Mailer began apologetically, saying his reputation had been exaggerated. They seemed to expect a wild man like Hunter S. Thompson: “I couldn’t carry Hunter Thompson’s water pail,” he said modestly. He referred to the last lecture he had given at the University of Florida, in 1975, when the audience heckled him; he felt he had laid an egg that night and seemed to want to make up for it. But his opening anecdote about the boxer Sonny Liston, intended to warm them up, received no response. “That’s the first time I’ve told that story without getting a laugh,” he said. “I can see we’re going to have a lot of fun tonight.” With that, the audience finally laughed, and Mailer smiled for the first time that evening.
He read a passage about Muhammad Ali from The Fight, speaking with a Southern twang, holding the book in his right hand while making short jabs with his clenched left fist. He also read from “The Art of Writing,” which had recently been published in Michigan Quarterly Review.
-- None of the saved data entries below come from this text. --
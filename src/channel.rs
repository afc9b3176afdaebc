//! Bounded mailbox between a push producer and a pull consumer
//!
//! Wraps a tokio `mpsc` channel with a close-once terminal cause. The sender
//! offers two ways to wait for room: a suspending `send` for cooperative
//! contexts and a bounded-blocking `send_blocking` for callback contexts that
//! cannot suspend. Both honour the same capacity.

use std::cell::Cell;
use std::fmt;
use std::sync::atomic::{AtomicBool, Ordering};
use std::sync::{Arc, Mutex, PoisonError};
use tokio::runtime::{Handle, RuntimeFlavor};
use tokio::sync::{mpsc, Notify};

use crate::error::{StreamError, StreamResult};

/// Error types for channel sends. The rejected item is handed back.
pub enum ChannelError<T> {
    /// The channel has been closed by a producer
    Closed(T),
    /// The channel is full (only from `try_send`)
    Full(T),
    /// The receiving side is gone
    Disconnected(T),
    /// The channel is full and the calling thread drives a current-thread
    /// runtime, so it cannot wait for room
    WouldBlock(T),
}

impl<T> ChannelError<T> {
    pub fn into_inner(self) -> T {
        match self {
            ChannelError::Closed(item)
            | ChannelError::Full(item)
            | ChannelError::Disconnected(item)
            | ChannelError::WouldBlock(item) => item,
        }
    }
}

impl<T> fmt::Display for ChannelError<T> {
    fn fmt(&self, f: &mut fmt::Formatter<'_>) -> fmt::Result {
        match self {
            ChannelError::Closed(_) => write!(f, "Channel is closed"),
            ChannelError::Full(_) => write!(f, "Channel is full"),
            ChannelError::Disconnected(_) => write!(f, "Channel receiver disconnected"),
            ChannelError::WouldBlock(_) => write!(f, "Channel is full and the current-thread runtime cannot block"),
        }
    }
}

impl<T> fmt::Debug for ChannelError<T> {
    fn fmt(&self, f: &mut fmt::Formatter<'_>) -> fmt::Result {
        match self {
            ChannelError::Closed(_) => f.write_str("Closed(..)"),
            ChannelError::Full(_) => f.write_str("Full(..)"),
            ChannelError::Disconnected(_) => f.write_str("Disconnected(..)"),
            ChannelError::WouldBlock(_) => f.write_str("WouldBlock(..)"),
        }
    }
}

impl<T> std::error::Error for ChannelError<T> {}

thread_local! {
    static BLOCKING_REGION: Cell<bool> = const { Cell::new(false) };
}

/// Run `f` with blocking sends allowed on this thread.
///
/// For threads of the blocking pool, which may block even when the runtime
/// they belong to is current-thread.
pub(crate) fn in_blocking_region<R>(f: impl FnOnce() -> R) -> R {
    struct Reset(bool);

    impl Drop for Reset {
        fn drop(&mut self) {
            let previous = self.0;
            BLOCKING_REGION.with(|flag| flag.set(previous));
        }
    }

    let _reset = Reset(BLOCKING_REGION.with(|flag| flag.replace(true)));
    f()
}

fn in_blocking_region_now() -> bool {
    BLOCKING_REGION.with(Cell::get)
}

/// Shared close state
struct ChannelState {
    capacity: usize,
    closed: AtomicBool,
    cause: Mutex<Option<StreamError>>,
    close_notify: Notify,
}

impl ChannelState {
    fn is_closed(&self) -> bool {
        self.closed.load(Ordering::Acquire)
    }

    fn take_cause(&self) -> Option<StreamError> {
        self.cause.lock().unwrap_or_else(PoisonError::into_inner).take()
    }
}

/// Producer half of a bounded channel
pub struct ChannelSender<T> {
    tx: mpsc::Sender<T>,
    state: Arc<ChannelState>,
}

impl<T> Clone for ChannelSender<T> {
    fn clone(&self) -> Self {
        Self {
            tx: self.tx.clone(),
            state: Arc::clone(&self.state),
        }
    }
}

/// Consumer half of a bounded channel
pub struct ChannelReceiver<T> {
    rx: mpsc::Receiver<T>,
    state: Arc<ChannelState>,
    finished: bool,
}

/// Create a bounded channel. A capacity of zero is raised to one.
pub fn bounded<T>(capacity: usize) -> (ChannelSender<T>, ChannelReceiver<T>) {
    let capacity = capacity.max(1);
    let (tx, rx) = mpsc::channel(capacity);
    let state = Arc::new(ChannelState {
        capacity,
        closed: AtomicBool::new(false),
        cause: Mutex::new(None),
        close_notify: Notify::new(),
    });
    (
        ChannelSender {
            tx,
            state: Arc::clone(&state),
        },
        ChannelReceiver {
            rx,
            state,
            finished: false,
        },
    )
}

impl<T> ChannelSender<T> {
    /// Send an item, suspending while the channel is full
    pub async fn send(&self, item: T) -> Result<(), ChannelError<T>> {
        if self.state.is_closed() {
            return Err(ChannelError::Closed(item));
        }
        self.tx
            .send(item)
            .await
            .map_err(|err| ChannelError::Disconnected(err.0))
    }

    /// Send an item, blocking the calling thread while the channel is full.
    ///
    /// Only for contexts that cannot suspend. Room in the buffer is taken
    /// without blocking. On a multi-thread runtime worker the worker is handed
    /// off with `block_in_place`. A current-thread runtime worker must never
    /// block, so a full channel there yields `ChannelError::WouldBlock`.
    pub fn send_blocking(&self, item: T) -> Result<(), ChannelError<T>> {
        let item = match self.try_send(item) {
            Err(ChannelError::Full(item)) => item,
            other => return other,
        };
        let result = match Handle::try_current() {
            Err(_) => self.tx.blocking_send(item),
            Ok(handle) if handle.runtime_flavor() == RuntimeFlavor::MultiThread => {
                tokio::task::block_in_place(|| self.tx.blocking_send(item))
            }
            Ok(_) if in_blocking_region_now() => self.tx.blocking_send(item),
            Ok(_) => return Err(ChannelError::WouldBlock(item)),
        };
        result.map_err(|err| ChannelError::Disconnected(err.0))
    }

    /// Try to send without waiting
    pub fn try_send(&self, item: T) -> Result<(), ChannelError<T>> {
        if self.state.is_closed() {
            return Err(ChannelError::Closed(item));
        }
        self.tx.try_send(item).map_err(|err| match err {
            mpsc::error::TrySendError::Full(item) => ChannelError::Full(item),
            mpsc::error::TrySendError::Closed(item) => ChannelError::Disconnected(item),
        })
    }

    /// Close the channel, optionally carrying a terminal cause.
    ///
    /// Only the first close takes effect; later calls return `false`.
    /// Buffered items remain readable.
    pub fn close(&self, cause: Option<StreamError>) -> bool {
        {
            // The cause must be visible before the flag flips.
            let mut slot = self.state.cause.lock().unwrap_or_else(PoisonError::into_inner);
            if self.state.is_closed() {
                return false;
            }
            *slot = cause;
            self.state.closed.store(true, Ordering::Release);
        }
        self.state.close_notify.notify_one();
        true
    }

    pub fn is_closed(&self) -> bool {
        self.state.is_closed()
    }

    /// Whether the receiving side has gone away
    pub fn is_disconnected(&self) -> bool {
        self.tx.is_closed()
    }

    pub fn capacity(&self) -> usize {
        self.state.capacity
    }
}

impl<T> ChannelReceiver<T> {
    /// Receive the next item.
    ///
    /// Yields buffered items in order, then the terminal cause (if any) as a
    /// single `Err`, then `None`. If every sender disappears without closing,
    /// the terminal item is `Err(StreamError::Abandoned)`.
    pub async fn recv(&mut self) -> Option<StreamResult<T>> {
        if self.finished {
            return None;
        }
        loop {
            if self.state.is_closed() {
                return match self.rx.try_recv() {
                    Ok(item) => Some(Ok(item)),
                    Err(_) => self.finish(),
                };
            }
            tokio::select! {
                biased;
                item = self.rx.recv() => {
                    return match item {
                        Some(item) => Some(Ok(item)),
                        None => self.finish(),
                    };
                }
                _ = self.state.close_notify.notified() => {}
            }
        }
    }

    fn finish(&mut self) -> Option<StreamResult<T>> {
        self.finished = true;
        if self.state.is_closed() {
            self.state.take_cause().map(Err)
        } else {
            Some(Err(StreamError::Abandoned))
        }
    }

    pub fn is_closed(&self) -> bool {
        self.state.is_closed()
    }

    /// Snapshot for monitoring
    pub fn stats(&self) -> ChannelStats {
        ChannelStats {
            length: self.rx.len(),
            capacity: self.state.capacity,
            is_closed: self.state.is_closed(),
        }
    }
}

impl<T> fmt::Debug for ChannelReceiver<T> {
    fn fmt(&self, f: &mut fmt::Formatter<'_>) -> fmt::Result {
        f.debug_struct("ChannelReceiver")
            .field("capacity", &self.state.capacity)
            .field("length", &self.rx.len())
            .field("is_closed", &self.state.is_closed())
            .finish()
    }
}

/// Channel statistics for monitoring and debugging
#[derive(Debug, Clone, PartialEq)]
pub struct ChannelStats {
    pub length: usize,
    pub capacity: usize,
    pub is_closed: bool,
}

impl fmt::Display for ChannelStats {
    fn fmt(&self, f: &mut fmt::Formatter<'_>) -> fmt::Result {
        write!(
            f,
            "Channel({}/{}{})",
            self.length,
            self.capacity,
            if self.is_closed { ", closed" } else { "" }
        )
    }
}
Afterwards there were the inevitable questions about Mailer’s reputation as a male chauvinist. “I’ve been called a sexist. I’ve been called macho. . . . Women don’t know what they’re talking about....Women have been telling men how to live in New York for the last century.” Some in the audience groaned; others laughed.
The evening had been neither triumph nor disaster for Mailer, but there was no way it could compare with the absurdist warfare that had taken place during his speech at Berkeley in 1972.
At the reception, I asked Mailer about his projected trilogy. When his novel Ancient Evenings (1983) appeared, it was announced as the first of a fictional trilogy beginning in ancient Egypt and stretching into the far future. Mailer said the trilogy was now “on ice.” He said that he spent eleven years on the Egyptian novel, that it could stand by itself, and that he felt no great impulse to continue. He also admitted he was hesitant about writing about the future because science fiction was not his genre. He didn’t know enough about computers, for one thing. I said I taught science fiction, and he asked, “Is it really close to magic?” I mentioned Arthur C. Clarke’s remark: "any sufficiently advanced technology is close to magic." Although Mailer majored in engineering at Harvard and wrote Of a Fire on the Moon about the Apollo astronauts, he had always deeply distrusted technology and preferred magic.
He said he was working on another novel but didn’t want to talk about it.